WebRTC has been available to modern browsers for quite a few years now, making it possible to have video conferences directly in the browsers. No need to install an application, no need to install a plugin. Just point your browser to a web site and start talking with colleagues, friends and family. This even works in most browsers on Android (and quite soon on iOS) (fun-fact: we even made sure appear.in worked on Firefox OS back when that was still a thing). So while WebRTC based web services demonstrably work excellent on mobile devices in browsers today, and have for several years already, there is something missing for the experience to properly rival the native app counterparts.

When in a call on your phone, be it a “regular” phone call or through an app like Skype, you’ll get some sort of OS-level notification that a call is happening in the background. This is something that is sorely lacking when deploying WebRTC based web services, so I want to publicly request that we fix this.

What we have today

Below is an image of what you’ll see when granting Chrome video and microphone access to appear.in, and are in a video conversation.

The situation today

As you can see, it is pretty bare boned. While better than nothing, it is quite lacking in functionality. Biggest omission I think is that that there is no indication that the camera stream is being transmitted to others. In fact this is the same kind of notification you’ll get if you have created a simple camera application.

It is easy to imagine a better way. So I did.

Inspiration: MediaSession

Inspired by the fairly new MediaSession API, where developers can customize the appearance of media playing in the background on the phone — letting users interact with the page even when not viewing the page — I have created a sketch of how this could be solved.

Image of how the MediaSession looks like.

The MediaSession is persistent notification that appears if and only if a piece of media is being played on the phone. This notification grants users control over the medium even when the browser is not open and center. This notification has a few hooks that developers can use to style it, such as setting album art, hooking buttons up to back and forward scrubbing controls, etc. Here’s a great writeup of it in action.

CallSession API

Artist’s impression of how the notification could look like for appear.in

Introducing CallSession. An customisable persistent notification, that’s displayed if and only if an active WebRTC PeerConnection is detected.

As for the content of the notification, I have not put in too much thought — just what I (personally) consider to be the bare minimum for a video call application, some spots to put in useful data. What you see here is basically mirroring the MediaSession, but with a different set of buttons.

What I’m imagining is a header text (You are talking in…), a subtext (Duration 36:46), an image (the appear.in logo), and a set of developer defined buttons.

It is also easy to imagine some of these bits being on by default when the browser detects a WebRTC connection, the “Hang up button” being a prime example — giving users an extra ability to quickly sever an ongoing call.

Not only for multi party video conversations

For a 1-on-1 call, it could be useful to have some kind of avatar image of the one you are conversing with. Maybe your service does not support video, so the ability to disable the video stream doesn’t make sense.

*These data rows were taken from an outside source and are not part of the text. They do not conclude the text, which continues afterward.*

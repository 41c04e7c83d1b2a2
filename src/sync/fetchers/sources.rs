//! Stored program source: packages, types, procedures, functions and triggers.

use super::DetailFetcher;
use crate::error::CacheResult;
use crate::models::{CacheSource, CatalogObjectRef, ObjectKind};
use crate::remote::{RemoteRow, queries};
use tracing::debug;

const HEADER: &str = "CREATE OR REPLACE ";

/// Prefix non-empty source with a `CREATE OR REPLACE` header.
///
/// Dictionary text starts at the unit keyword (`PACKAGE X AS ...`). Text that already
/// carries a header, in any letter case, gets the canonical spelling instead of a
/// second one. Blank text is treated as absent.
pub fn normalize_source(text: String) -> Option<String> {
    let body = text.trim_start();
    if body.trim_end().is_empty() {
        return None;
    }
    let body = match body.get(..HEADER.len()) {
        Some(prefix) if prefix.eq_ignore_ascii_case(HEADER) => body[HEADER.len()..].trim_start(),
        _ => body,
    };
    Some(format!("{HEADER}{body}"))
}

/// Concatenate `ALL_SOURCE` line fragments. Lines keep their own terminators.
fn join_lines(rows: &[RemoteRow]) -> String {
    rows.iter()
        .filter_map(|row| row.string("TEXT"))
        .collect::<String>()
}

impl DetailFetcher {
    pub(super) async fn sync_sources(
        &self,
        kind: ObjectKind,
        batch: &[CatalogObjectRef],
    ) -> CacheResult<()> {
        let style = self.session.placeholder_style();

        let mut sources = Vec::with_capacity(batch.len());
        for object in batch {
            let qualified = object.qualified_name();

            let statement =
                queries::source_text(&object.owner, &object.name, kind.remote_name(), style);
            let Some(spec_rows) = self.fetch_for_object(statement, &qualified).await? else {
                continue;
            };

            let body_text = match kind.body_name() {
                Some(body_name) => {
                    let statement =
                        queries::source_text(&object.owner, &object.name, body_name, style);
                    match self.fetch_for_object(statement, &qualified).await? {
                        Some(rows) => normalize_source(join_lines(&rows)),
                        None => continue,
                    }
                }
                None => None,
            };

            sources.push(CacheSource {
                owner: object.owner.clone(),
                name: object.name.clone(),
                kind,
                spec_text: normalize_source(join_lines(&spec_rows)),
                body_text,
            });
        }

        let mut uow = self.store.begin().await?;
        for object in batch {
            uow.upsert_object(object).await?;
        }
        for source in &sources {
            uow.upsert_source(source).await?;
        }
        uow.commit().await?;

        debug!(
            kind = %kind,
            listed = batch.len(),
            stored = sources.len(),
            component = "fetcher",
            "Source batch stored"
        );
        Ok(())
    }
}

It could be styled differently for 1-on-1 audio-only conversations

Security

As mentioned above, there is nothing telling the user that the media stream is being broadcasted, only that it being accessed by a web page. It is probably a healthy paranoia to expect that a media stream always is being sent across the wire. But the browser can do the users a little extra favor by telling them when it is very much known. And maybe even put up a easy-to-access “Hang up” button for them to use.


And if, by some chance, a Googler or Mozillian is reading this, can we please have the MediaSession API available on desktop, pretty please? I just really want to control my podcasts from an OS level widget.

Edit 4 August 2017: Added a few words about the persistence of the notification, as I realized it wasn’t clear enough. Basically, like how the MediaSession notification is only active if and only if a piece of media is being played, this CallSession notification would only be active if and only if an active WebRTC peer connection is currently active.